• [What you should do] How many lines of the listing contain the string "Waits"? Only the number is wanted.

• [Working data]
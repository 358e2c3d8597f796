//! Coordinates re-fetching when inputs change.
//!
//! - `Refresher` issues one request at a time. Issuing a new request aborts the one in flight, so
//!   only the result of the latest request is ever delivered (last request wins). Periodic callers
//!   use `issue_if_changed` so a slow request is not cancelled by a repeat of itself.
//! - `Poller` is an owned periodic timer. It stops when `stop` is called or when it is dropped.

use crate::Result;
use std::collections::hash_map::DefaultHasher;
use std::future::Future;
use std::hash::{Hash, Hasher};
use std::time::Duration;
use tokio::sync::mpsc;
use tokio::task::JoinHandle;
use tokio::time::MissedTickBehavior;
use tracing::{debug, trace};

/// A hash of the inputs a request was issued for, e.g. a `DateRange`.
#[derive(Debug, Clone, Copy, PartialEq, Eq, Hash)]
pub struct RequestKey(u64);

impl RequestKey {
    pub fn of<I>(input: &I) -> Self
    where
        I: Hash + ?Sized,
    {
        let mut hasher = DefaultHasher::new();
        input.hash(&mut hasher);
        Self(hasher.finish())
    }
}

/// Identifies one issued request. Generations increase with every `Refresher::issue`.
#[derive(Debug, Clone, Copy, PartialEq, Eq, Hash)]
pub struct Ticket {
    generation: u64,
    key: RequestKey,
}

impl Ticket {
    pub fn generation(&self) -> u64 {
        self.generation
    }

    pub fn key(&self) -> RequestKey {
        self.key
    }
}

/// The result of the latest request, tagged with the ticket it was issued under.
#[derive(Debug)]
pub struct Fresh<T> {
    pub ticket: Ticket,
    pub value: Result<T>,
}

/// Runs requests on tokio such that only the most recently issued one can deliver a result.
#[derive(Debug)]
pub struct Refresher<T> {
    generation: u64,
    current: Option<Ticket>,
    in_flight: Option<JoinHandle<Result<T>>>,
}

impl<T> Default for Refresher<T> {
    fn default() -> Self {
        Self {
            generation: 0,
            current: None,
            in_flight: None,
        }
    }
}

impl<T> Refresher<T>
where
    T: Send + 'static,
{
    pub fn new() -> Self {
        Self::default()
    }

    /// Starts `request` for `input`, aborting whatever request is still in flight.
    pub fn issue<I, F>(&mut self, input: &I, request: F) -> Ticket
    where
        I: Hash + ?Sized,
        F: Future<Output = Result<T>> + Send + 'static,
    {
        if let Some(previous) = self.in_flight.take() {
            if !previous.is_finished() {
                debug!(
                    "Cancelling request {} in favor of a newer one",
                    self.generation
                );
            }
            previous.abort();
        }

        self.generation += 1;
        let ticket = Ticket {
            generation: self.generation,
            key: RequestKey::of(input),
        };
        trace!("Issuing request {ticket:?}");
        self.current = Some(ticket);
        self.in_flight = Some(tokio::spawn(request));
        ticket
    }

    /// Like `issue`, but does nothing when a request for the same input is still in flight.
    /// Returns `None` when the request was skipped.
    pub fn issue_if_changed<I, F>(&mut self, input: &I, request: F) -> Option<Ticket>
    where
        I: Hash + ?Sized,
        F: Future<Output = Result<T>> + Send + 'static,
    {
        let key = RequestKey::of(input);
        if self.has_in_flight() && self.is_current(key) {
            trace!("A request for {key:?} is already in flight");
            return None;
        }
        Some(self.issue(input, request))
    }

    /// Whether the latest issued request was for inputs hashing to `key`.
    pub fn is_current(&self, key: RequestKey) -> bool {
        self.current.is_some_and(|ticket| ticket.key == key)
    }

    pub fn has_in_flight(&self) -> bool {
        self.in_flight.is_some()
    }

    /// Waits for the latest request to finish. Returns `None` when nothing is in flight.
    ///
    /// This is cancel safe: if the returned future is dropped, the request keeps running and a later
    /// call picks up its result.
    pub async fn next_result(&mut self) -> Option<Fresh<T>> {
        let handle = self.in_flight.as_mut()?;
        let joined = handle.await;
        self.in_flight = None;
        let ticket = self.current?;
        match joined {
            Ok(value) => Some(Fresh { ticket, value }),
            Err(e) if e.is_cancelled() => None,
            Err(e) => Some(Fresh {
                ticket,
                value: Err(anyhow::anyhow!("The request task failed: {e}")),
            }),
        }
    }
}

impl<T> Drop for Refresher<T> {
    fn drop(&mut self) {
        if let Some(handle) = self.in_flight.take() {
            handle.abort();
        }
    }
}

/// A periodic timer owned by whoever started it. The first tick is immediate.
#[derive(Debug)]
pub struct Poller {
    ticks: mpsc::Receiver<()>,
    handle: JoinHandle<()>,
    stopped: bool,
}

impl Poller {
    pub fn start(period: Duration) -> Self {
        let period = period.max(Duration::from_millis(1));
        let (tx, ticks) = mpsc::channel(1);
        let handle = tokio::spawn(async move {
            let mut interval = tokio::time::interval(period);
            interval.set_missed_tick_behavior(MissedTickBehavior::Delay);
            loop {
                interval.tick().await;
                if tx.send(()).await.is_err() {
                    break;
                }
            }
        });
        Self {
            ticks,
            handle,
            stopped: false,
        }
    }

    /// Waits for the next tick. Returns `false` once the poller has been stopped.
    pub async fn tick(&mut self) -> bool {
        if self.stopped {
            return false;
        }
        self.ticks.recv().await.is_some()
    }

    /// Stops the timer. No tick is delivered after this returns.
    pub fn stop(&mut self) {
        if !self.stopped {
            debug!("Stopping poller");
            self.stopped = true;
            self.handle.abort();
            self.ticks.close();
        }
    }

    pub fn is_stopped(&self) -> bool {
        self.stopped
    }
}

impl Drop for Poller {
    fn drop(&mut self) {
        self.handle.abort();
    }
}

#[cfg(test)]
mod tests {
    use super::*;
    use tokio::sync::oneshot;

    #[test]
    fn test_request_key_follows_input() {
        assert_eq!(RequestKey::of("2024"), RequestKey::of("2024"));
        assert_ne!(RequestKey::of("2024"), RequestKey::of("2025"));
    }

    #[tokio::test]
    async fn test_nothing_in_flight() {
        let mut refresher: Refresher<u32> = Refresher::new();
        assert!(!refresher.has_in_flight());
        assert!(refresher.next_result().await.is_none());
    }

    #[tokio::test]
    async fn test_single_request() {
        let mut refresher = Refresher::new();
        let ticket = refresher.issue("a", async { Ok(7u32) });
        assert!(refresher.is_current(RequestKey::of("a")));
        let fresh = refresher.next_result().await.unwrap();
        assert_eq!(fresh.ticket, ticket);
        assert_eq!(fresh.value.unwrap(), 7);
        assert!(!refresher.has_in_flight());
    }

    #[tokio::test]
    async fn test_slow_stale_request_is_dropped() {
        let mut refresher = Refresher::new();
        let (_release_old, old_gate) = oneshot::channel::<()>();
        let _ = refresher.issue("old", async move {
            let _ = old_gate.await;
            Ok("old")
        });
        let newer = refresher.issue("new", async { Ok("new") });

        assert!(!refresher.is_current(RequestKey::of("old")));
        assert!(refresher.is_current(RequestKey::of("new")));

        let fresh = refresher.next_result().await.unwrap();
        assert_eq!(fresh.ticket, newer);
        assert_eq!(fresh.value.unwrap(), "new");
        assert!(newer.generation() > 1);
    }

    #[tokio::test]
    async fn test_completed_stale_request_is_dropped() {
        let mut refresher = Refresher::new();
        let _ = refresher.issue(&1, async { Ok(1) });
        // let the first request finish before superseding it
        tokio::time::sleep(Duration::from_millis(20)).await;

        let (release, gate) = oneshot::channel::<()>();
        let newer = refresher.issue(&2, async move {
            let _ = gate.await;
            Ok(2)
        });
        release.send(()).unwrap();

        let fresh = refresher.next_result().await.unwrap();
        assert_eq!(fresh.ticket, newer);
        assert_eq!(fresh.value.unwrap(), 2);
    }

    #[tokio::test]
    async fn test_errors_are_delivered() {
        let mut refresher: Refresher<u32> = Refresher::new();
        let _ = refresher.issue("x", async { Err(anyhow::anyhow!("backend down")) });
        let fresh = refresher.next_result().await.unwrap();
        assert!(fresh.value.unwrap_err().to_string().contains("backend down"));
    }

    #[tokio::test]
    async fn test_issue_if_changed_skips_same_input() {
        let mut refresher = Refresher::new();
        let (release, gate) = oneshot::channel::<()>();
        let first = refresher
            .issue_if_changed("2024", async move {
                let _ = gate.await;
                Ok(1u32)
            })
            .unwrap();
        assert!(refresher.issue_if_changed("2024", async { Ok(2) }).is_none());

        release.send(()).unwrap();
        let fresh = refresher.next_result().await.unwrap();
        assert_eq!(fresh.ticket, first);
        assert_eq!(fresh.value.unwrap(), 1);

        // nothing in flight any more, so the same input is issued again
        assert!(refresher.issue_if_changed("2024", async { Ok(3) }).is_some());
    }

    #[tokio::test]
    async fn test_issue_if_changed_replaces_other_input() {
        let mut refresher = Refresher::new();
        let (_release, gate) = oneshot::channel::<()>();
        let _ = refresher.issue_if_changed("2024", async move {
            let _ = gate.await;
            Ok("2024")
        });
        let newer = refresher
            .issue_if_changed("2025", async { Ok("2025") })
            .unwrap();
        let fresh = refresher.next_result().await.unwrap();
        assert_eq!(fresh.ticket, newer);
        assert_eq!(fresh.value.unwrap(), "2025");
    }

    #[tokio::test]
    async fn test_requests_slower_than_poll_period_complete() {
        let mut poller = Poller::start(Duration::from_millis(10));
        let mut refresher: Refresher<u32> = Refresher::new();
        let mut issued = 0;
        let mut delivered = 0;
        let deadline = tokio::time::sleep(Duration::from_millis(300));
        tokio::pin!(deadline);

        loop {
            tokio::select! {
                _ = poller.tick() => {
                    let request = async {
                        tokio::time::sleep(Duration::from_millis(30)).await;
                        Ok(1)
                    };
                    if refresher.issue_if_changed("2024", request).is_some() {
                        issued += 1;
                    }
                }
                Some(fresh) = refresher.next_result(), if refresher.has_in_flight() => {
                    assert_eq!(fresh.value.unwrap(), 1);
                    delivered += 1;
                }
                _ = &mut deadline => break,
            }
        }
        assert!(delivered >= 2, "delivered {delivered}");
        assert!(issued <= delivered + 1, "issued {issued}, delivered {delivered}");
    }

    #[tokio::test]
    async fn test_poller_ticks_until_stopped() {
        let mut poller = Poller::start(Duration::from_millis(5));
        assert!(poller.tick().await);
        assert!(poller.tick().await);
        poller.stop();
        assert!(poller.is_stopped());
        assert!(!poller.tick().await);
        assert!(!poller.tick().await);
    }
}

• [Result for this exercise] 2